WHAT THE TASK ASKS: Every record must be reproduced exactly. Leave none out.

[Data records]
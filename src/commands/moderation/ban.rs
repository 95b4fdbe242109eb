use poise::serenity_prelude as serenity;
use std::time::Duration;

use super::embeds::{self, ModAction};
use super::{announce, case_field, may_act_on, notify, open_case, report};
use crate::commands::music::utils::embedded_messages::{DARK_GREEN, RED};
use crate::utils::database::{CaseType, NewCase};
use crate::{CommandResult, Context};

/// How much message history to wipe with a ban. Discord counts it in days.
#[derive(Debug, Clone, Copy, PartialEq, Eq, poise::ChoiceParameter)]
pub enum DeleteHistory {
    #[name = "Previous day"]
    Day,
    #[name = "Previous 3 days"]
    ThreeDays,
    #[name = "Previous week"]
    Week,
}

impl DeleteHistory {
    pub fn days(self) -> u8 {
        match self {
            DeleteHistory::Day => 1,
            DeleteHistory::ThreeDays => 3,
            DeleteHistory::Week => 7,
        }
    }
}

/// When a banned user may appeal.
#[derive(Debug, Clone, Copy, PartialEq, Eq, poise::ChoiceParameter)]
pub enum AppealWindow {
    Immediately,
    #[name = "1 month"]
    OneMonth,
    #[name = "2 months"]
    TwoMonths,
    #[name = "3 months"]
    ThreeMonths,
    #[name = "6 months"]
    SixMonths,
    #[name = "1 year"]
    OneYear,
    Never,
}

impl AppealWindow {
    /// `None` means the ban can't be appealed.
    pub fn wait(self) -> Option<Duration> {
        // Average Gregorian month.
        const MONTH: u64 = 2_629_746;
        let secs = match self {
            AppealWindow::Immediately => 0,
            AppealWindow::OneMonth => MONTH,
            AppealWindow::TwoMonths => 2 * MONTH,
            AppealWindow::ThreeMonths => 3 * MONTH,
            AppealWindow::SixMonths => 6 * MONTH,
            AppealWindow::OneYear => 12 * MONTH,
            AppealWindow::Never => return None,
        };
        Some(Duration::from_secs(secs))
    }
}

/// Commands for managing bans.
#[poise::command(
    slash_command,
    guild_only,
    category = "Moderation",
    subcommands("add", "remove"),
    subcommand_required,
    default_member_permissions = "BAN_MEMBERS"
)]
pub async fn ban(_ctx: Context<'_>) -> CommandResult {
    Ok(())
}

/// Ban a member.
#[poise::command(
    slash_command,
    guild_only,
    required_permissions = "BAN_MEMBERS",
    required_bot_permissions = "BAN_MEMBERS"
)]
pub async fn add(
    ctx: Context<'_>,
    #[description = "The member to ban"] member: serenity::Member,
    #[description = "Reason for the ban"]
    #[max_length = 512]
    reason: String,
    #[description = "How much of their message history to delete"]
    delete_messages: Option<DeleteHistory>,
    #[description = "Time after which they may appeal (defaults to Never)"]
    appeal: Option<AppealWindow>,
) -> CommandResult {
    ctx.defer().await?;
    if !may_act_on(ctx, &member, "ban").await? {
        return Ok(());
    }

    let appeal = appeal.unwrap_or(AppealWindow::Never);
    let wait = appeal.wait();
    let mut fields = vec![(
        "Appeal After".to_string(),
        poise::ChoiceParameter::name(&appeal).to_string(),
        true,
    )];

    // The DM has to go out while they still share a server with the bot.
    notify(
        ctx,
        &ModAction {
            user: &member.user,
            moderator: ctx.author().id,
            reason: &reason,
            done: "Banned",
            dm_phrase: "banned from",
            fields: fields.clone(),
            color: RED,
        },
    )
    .await;
    member
        .guild_id
        .ban_with_reason(
            ctx,
            member.user.id,
            delete_messages.map_or(0, DeleteHistory::days),
            &reason,
        )
        .await?;

    let case = open_case(
        ctx,
        NewCase {
            case_type: CaseType::Ban,
            user_id: member.user.id,
            moderator_id: ctx.author().id,
            reason: reason.clone(),
            duration: wait,
        },
    )?;
    fields.push(case_field(&case));
    if let Some(wait) = wait.filter(|wait| !wait.is_zero()) {
        let appeal_at = case.created_at.timestamp() + wait.as_secs() as i64;
        fields.push(("Appeal Date".to_string(), format!("<t:{}:D>", appeal_at), false));
    }

    report(
        ctx,
        &ModAction {
            user: &member.user,
            moderator: ctx.author().id,
            reason: &reason,
            done: "Banned",
            dm_phrase: "banned from",
            fields,
            color: RED,
        },
    )
    .await
}

/// Unban a user.
#[poise::command(
    slash_command,
    guild_only,
    required_permissions = "BAN_MEMBERS",
    required_bot_permissions = "BAN_MEMBERS"
)]
pub async fn remove(
    ctx: Context<'_>,
    #[description = "The user to unban"] user: serenity::User,
    #[description = "Reason for the unban"]
    #[max_length = 512]
    reason: String,
) -> CommandResult {
    ctx.defer().await?;
    let Some(guild_id) = ctx.guild_id() else {
        return Ok(());
    };

    if let Err(e) = guild_id.unban(ctx, user.id).await {
        tracing::debug!("Unban of {} failed: {}", user.name, e);
        ctx.send(embeds::failure(
            "Not banned",
            format!("<@{}> isn't banned here.", user.id),
        ))
        .await?;
        return Ok(());
    }

    announce(
        ctx,
        &ModAction {
            user: &user,
            moderator: ctx.author().id,
            reason: &reason,
            done: "Unbanned",
            dm_phrase: "unbanned from",
            fields: Vec::new(),
            color: DARK_GREEN,
        },
    )
    .await
}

SOLUTION FOR THIS EXERCISE:
filename src/commands/moderation/ban.rs
repository 95b4fdbe242109eb
use poise::serenity_prelude as serenity;
use std::time::Duration;

use super::embeds::{self, ModAction};
use super::{announce, case_field, may_act_on, notify, open_case, report};
use crate::commands::music::utils::embedded_messages::{DARK_GREEN, RED};
use crate::utils::database::{CaseType, NewCase};
use crate::{CommandResult, Context};

/// How much message history to wipe with a ban. Discord counts it in days.
#[derive(Debug, Clone, Copy, PartialEq, Eq, poise::ChoiceParameter)]
pub enum DeleteHistory {
    #[name = "Previous day"]
    Day,
    #[name = "Previous 3 days"]
    ThreeDays,
    #[name = "Previous week"]
    Week,
}

impl DeleteHistory {
    pub fn days(self) -> u8 {
        match self {
            DeleteHistory::Day => 1,
            DeleteHistory::ThreeDays => 3,
            DeleteHistory::Week => 7,
        }
    }
}

/// When a banned user may appeal.
#[derive(Debug, Clone, Copy, PartialEq, Eq, poise::ChoiceParameter)]
pub enum AppealWindow {
    Immediately,
    #[name = "1 month"]
    OneMonth,
    #[name = "2 months"]
    TwoMonths,
    #[name = "3 months"]
    ThreeMonths,
    #[name = "6 months"]
    SixMonths,
    #[name = "1 year"]
    OneYear,
    Never,
}

impl AppealWindow {
    /// `None` means the ban can't be appealed.
    pub fn wait(self) -> Option<Duration> {
        // Average Gregorian month.
        const MONTH: u64 = 2_629_746;
        let secs = match self {
            AppealWindow::Immediately => 0,
            AppealWindow::OneMonth => MONTH,
            AppealWindow::TwoMonths => 2 * MONTH,
            AppealWindow::ThreeMonths => 3 * MONTH,
            AppealWindow::SixMonths => 6 * MONTH,
            AppealWindow::OneYear => 12 * MONTH,
            AppealWindow::Never => return None,
        };
        Some(Duration::from_secs(secs))
    }
}

/// Commands for managing bans.
#[poise::command(
    slash_command,
    guild_only,
    category = "Moderation",
    subcommands("add", "remove"),
    subcommand_required,
    default_member_permissions = "BAN_MEMBERS"
)]
pub async fn ban(_ctx: Context<'_>) -> CommandResult {
    Ok(())
}

/// Ban a member.
#[poise::command(
    slash_command,
    guild_only,
    required_permissions = "BAN_MEMBERS",
    required_bot_permissions = "BAN_MEMBERS"
)]
pub async fn add(
    ctx: Context<'_>,
    #[description = "The member to ban"] member: serenity::Member,
    #[description = "Reason for the ban"]
    #[max_length = 512]
    reason: String,
    #[description = "How much of their message history to delete"]
    delete_messages: Option<DeleteHistory>,
    #[description = "Time after which they may appeal (defaults to Never)"]
    appeal: Option<AppealWindow>,
) -> CommandResult {
    ctx.defer().await?;
    if !may_act_on(ctx, &member, "ban").await? {
        return Ok(());
    }

    let appeal = appeal.unwrap_or(AppealWindow::Never);
    let wait = appeal.wait();
    let mut fields = vec![(
        "Appeal After".to_string(),
        poise::ChoiceParameter::name(&appeal).to_string(),
        true,
    )];

    // The DM has to go out while they still share a server with the bot.
    notify(
        ctx,
        &ModAction {
            user: &member.user,
            moderator: ctx.author().id,
            reason: &reason,
            done: "Banned",
            dm_phrase: "banned from",
            fields: fields.clone(),
            color: RED,
        },
    )
    .await;
    member
        .guild_id
        .ban_with_reason(
            ctx,
            member.user.id,
            delete_messages.map_or(0, DeleteHistory::days),
            &reason,
        )
        .await?;

    let case = open_case(
        ctx,
        NewCase {
            case_type: CaseType::Ban,
            user_id: member.user.id,
            moderator_id: ctx.author().id,
            reason: reason.clone(),
            duration: wait,
        },
    )?;
    fields.push(case_field(&case));
    if let Some(wait) = wait.filter(|wait| !wait.is_zero()) {
        let appeal_at = case.created_at.timestamp() + wait.as_secs() as i64;
        fields.push(("Appeal Date".to_string(), format!("<t:{}:D>", appeal_at), false));
    }

    report(
        ctx,
        &ModAction {
            user: &member.user,
            moderator: ctx.author().id,
            reason: &reason,
            done: "Banned",
            dm_phrase: "banned from",
            fields,
            color: RED,
        },
    )
    .await
}

/// Unban a user.
#[poise::command(
    slash_command,
    guild_only,
    required_permissions = "BAN_MEMBERS",
    required_bot_permissions = "BAN_MEMBERS"
)]
pub async fn remove(
    ctx: Context<'_>,
    #[description = "The user to unban"] user: serenity::User,
    #[description = "Reason for the unban"]
    #[max_length = 512]
    reason: String,
) -> CommandResult {
    ctx.defer().await?;
    let Some(guild_id) = ctx.guild_id() else {
        return Ok(());
    };

    if let Err(e) = guild_id.unban(ctx, user.id).await {
        tracing::debug!("Unban of {} failed: {}", user.name, e);
        ctx.send(embeds::failure(
            "Not banned",
            format!("<@{}> isn't banned here.", user.id),
        ))
        .await?;
        return Ok(());
    }

    announce(
        ctx,
        &ModAction {
            user: &user,
            moderator: ctx.author().id,
            reason: &reason,
            done: "Unbanned",
            dm_phrase: "unbanned from",
            fields: Vec::new(),
            color: DARK_GREEN,
        },
    )
    .await
}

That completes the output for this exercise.